I started to see unexpected reboots and amdgpu trace in journal after upgrade linux 6.11.2.zen1-1 -> 6.11.3.zen1-1 on the 2024-10-17.
On the 2024-11-05 I've switched to linux 6.6.59-1-lts to fix an unrelated issue (no longer able to wake up after using S3 sleep due to nvidia drivers).
While the switch from zen to lts fixed the issue with resume, I still had unexpected reboots and sometimes amdgpu trace when rebooting.
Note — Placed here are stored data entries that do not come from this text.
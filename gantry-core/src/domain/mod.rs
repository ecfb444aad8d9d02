//! Core domain types
//!
//! This module contains the core domain structures used across Gantry services.
//! These types are shared between the controller (which queues and persists
//! them) and the worker (which executes pipeline runs and mutates status).

pub mod event;
pub mod log;
pub mod pipeline;
pub mod record;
In late 2022 I enabled eco mode to lower TDP to 65 W because I did not need the extra peak performance. Remembered that after seeing advice to tune CPU voltage on forum. Disabled the eco mode and problem seems to be gone (2 weeks running fine so far).
CPU is AMD Ryzen 7 7700X.
If it can help some readers...
Offline
I found 6.7.9 to be stable so far. No reboots. The moment I switch to a recent kernel I get the random reboots back. There's definitely something after 6.8.x.
Offline
https://wiki.archlinux.org/title/Ryzen#Random_reboots
"sudden reboots" are a hardware issue, the kernels might have gone more aggressive at core cycling or so, but the problem is your CPU. Fix that instead of hoping that nothing ever touches it.
Offline
Reporting back. 3 weeks with 6.7.9-zen1-1-zen, 12+ hours each day, no sudden reboots so far.
Offline
That's great but really doesn't change much.
Your CPU isn't supposed to bail because it doesn't like some core access patterns and posting that some dated kernel version didn't trigger this won't get you ahead either.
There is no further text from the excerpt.